The Ministry’s Permanent Secretary, Kasande said the several engagements
between the government and three oil companies about the aborted $900 million
farm-down deal had not yielded the desired outcome.
The issue of contention according to Kasande was that Tullow sought to transfer
its interest without payment of Capital Gains Tax arising from the sale to
CNOOC and Total.
The other issue of standoff was that the government has insisted that the
farm-down would only proceed only after certain tax deductions not ordinarily
transferable to buyers be transferable to the buyers.

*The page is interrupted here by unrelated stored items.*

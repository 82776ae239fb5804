//! Fixed per-population resource standards and per-disaster multipliers.

use crate::domain::{
    CommunicationEquipment, DisasterKind, FoodSupplies, LogisticsSupport, MedicalSupplies,
    RescueEquipment, ResourceAmount, ResourceCategory, ShelterSupplies,
};

/// People per family tent
pub const FAMILY_SIZE: u64 = 5;
/// Meal packets per person per day
pub const FOOD_PACKETS_PER_DAY: u64 = 3;
/// Drinking water per person per day (litres)
pub const WATER_LITERS_PER_DAY: u64 = 5;
/// Fuel per day for the whole operation (litres)
pub const FUEL_LITERS_PER_DAY: u64 = 100;

/// Base (unmultiplied) amount for one category.
///
/// Every rate is applied as an integer ratio so the results equal the
/// truncated real-valued schedule exactly.
pub fn base_amount(category: ResourceCategory, population: u64, days: u32) -> ResourceAmount {
    let p = population;
    let d = u64::from(days);
    match category {
        ResourceCategory::Food => ResourceAmount::Food(FoodSupplies {
            food_packets: FOOD_PACKETS_PER_DAY.saturating_mul(p).saturating_mul(d),
            water_liters: WATER_LITERS_PER_DAY.saturating_mul(p).saturating_mul(d),
        }),
        ResourceCategory::Medical => ResourceAmount::Medical(MedicalSupplies {
            first_aid_kits: per(p, 2, 100),
            medicines: p,
            medical_staff: per(p, 5, 1000),
            ambulances: per(p, 2, 1000),
        }),
        ResourceCategory::Shelter => ResourceAmount::Shelter(ShelterSupplies {
            tents: p / FAMILY_SIZE,
            blankets: p.saturating_mul(2),
            sleeping_bags: p,
        }),
        ResourceCategory::Rescue => ResourceAmount::Rescue(RescueEquipment {
            rescue_teams: per(p, 3, 1000),
            boats: per(p, 1, 1000),
            // 0.5 and 0.3 per thousand
            helicopters: per(p, 1, 2000),
            bulldozers: per(p, 3, 10_000),
        }),
        ResourceCategory::Communication => ResourceAmount::Communication(CommunicationEquipment {
            satellite_phones: per(p, 2, 1000),
            walkie_talkies: per(p, 10, 1000),
            generators: per(p, 1, 1000),
        }),
        ResourceCategory::Logistics => ResourceAmount::Logistics(LogisticsSupport {
            trucks: per(p, 2, 1000),
            fuel_liters: FUEL_LITERS_PER_DAY.saturating_mul(d),
        }),
    }
}

/// `floor(population × rate / per)` without overflow
fn per(population: u64, rate: u64, per: u64) -> u64 {
    ((u128::from(population) * u128::from(rate)) / u128::from(per)) as u64
}

/// Multiplier for a category under a disaster kind
pub fn multiplier(kind: DisasterKind, category: ResourceCategory) -> f64 {
    use ResourceCategory::*;
    // [food, medical, shelter, rescue, communication, logistics]
    let row: [f64; 6] = match kind {
        DisasterKind::Flood => [1.2, 1.3, 1.5, 1.8, 1.2, 1.4],
        DisasterKind::Landslide => [1.1, 1.4, 1.3, 1.6, 1.3, 1.5],
        DisasterKind::Earthquake => [1.0, 1.8, 1.7, 2.0, 1.5, 1.6],
        DisasterKind::FlashFlood => [1.3, 1.4, 1.6, 1.9, 1.4, 1.5],
        DisasterKind::Cloudburst => [1.2, 1.2, 1.4, 1.7, 1.3, 1.4],
        DisasterKind::Avalanche => [1.1, 1.5, 1.2, 1.8, 1.4, 1.3],
    };
    let column = match category {
        Food => 0,
        Medical => 1,
        Shelter => 2,
        Rescue => 3,
        Communication => 4,
        Logistics => 5,
    };
    row[column]
}

#[cfg(test)]
mod tests {
    use super::*;
    use approx::assert_relative_eq;

    #[test]
    fn test_base_schedule_for_ten_thousand() {
        let p = 10_000;
        match base_amount(ResourceCategory::Food, p, 7) {
            ResourceAmount::Food(f) => {
                assert_eq!(f.food_packets, 210_000);
                assert_eq!(f.water_liters, 350_000);
            }
            other => panic!("unexpected {other:?}"),
        }
        match base_amount(ResourceCategory::Medical, p, 7) {
            ResourceAmount::Medical(m) => {
                assert_eq!(m.first_aid_kits, 200);
                assert_eq!(m.medicines, 10_000);
                assert_eq!(m.medical_staff, 50);
                assert_eq!(m.ambulances, 20);
            }
            other => panic!("unexpected {other:?}"),
        }
        match base_amount(ResourceCategory::Rescue, p, 7) {
            ResourceAmount::Rescue(r) => {
                assert_eq!(r.rescue_teams, 30);
                assert_eq!(r.boats, 10);
                assert_eq!(r.helicopters, 5);
                assert_eq!(r.bulldozers, 3);
            }
            other => panic!("unexpected {other:?}"),
        }
        match base_amount(ResourceCategory::Logistics, p, 7) {
            ResourceAmount::Logistics(l) => {
                assert_eq!(l.trucks, 20);
                assert_eq!(l.fuel_liters, 700);
            }
            other => panic!("unexpected {other:?}"),
        }
    }

    #[test]
    fn test_small_population_truncates() {
        match base_amount(ResourceCategory::Shelter, 14, 1) {
            ResourceAmount::Shelter(s) => {
                assert_eq!(s.tents, 2);
                assert_eq!(s.blankets, 28);
            }
            other => panic!("unexpected {other:?}"),
        }
        match base_amount(ResourceCategory::Rescue, 1999, 1) {
            ResourceAmount::Rescue(r) => {
                assert_eq!(r.rescue_teams, 5);
                assert_eq!(r.helicopters, 0);
                assert_eq!(r.bulldozers, 0);
            }
            other => panic!("unexpected {other:?}"),
        }
    }

    #[test]
    fn test_multiplier_table() {
        assert_relative_eq!(multiplier(DisasterKind::Earthquake, ResourceCategory::Rescue), 2.0);
        assert_relative_eq!(multiplier(DisasterKind::Flood, ResourceCategory::Shelter), 1.5);
        assert_relative_eq!(multiplier(DisasterKind::FlashFlood, ResourceCategory::Food), 1.3);
        assert_relative_eq!(multiplier(DisasterKind::Avalanche, ResourceCategory::Logistics), 1.3);
        for kind in DisasterKind::ALL {
            for category in ResourceCategory::ALL {
                assert!(multiplier(kind, category) >= 1.0);
            }
        }
    }
}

Uganda Revenue Authority according to Kasande communicated the said tax to the
Joint Venture Partners on 10th August 29, 2019 to the Joint Venture partners
leading to the current standoff.
The Joint Venture Partners have during the negotiations disagreed on of tax
relief for to be paid by Total and CNOOC as buyers. CNOOC Uganda had not issued
a statement about the latest developments by the time of filing this report.
“We are therefore confident that as Tullow moves to re-initiate a new sales
process, the JVPs will remain committed to fulfilling tax obligations”
said Kasande in a statement.
He added that the government will continue to work with the threes oil companies (Joint Venture to ensure that a Final Investment Decision (FID) is achieved at “earliest and in a manner that safeguards the country’s interests and sovereignty, while delivering a healthy return on investment for licensees.”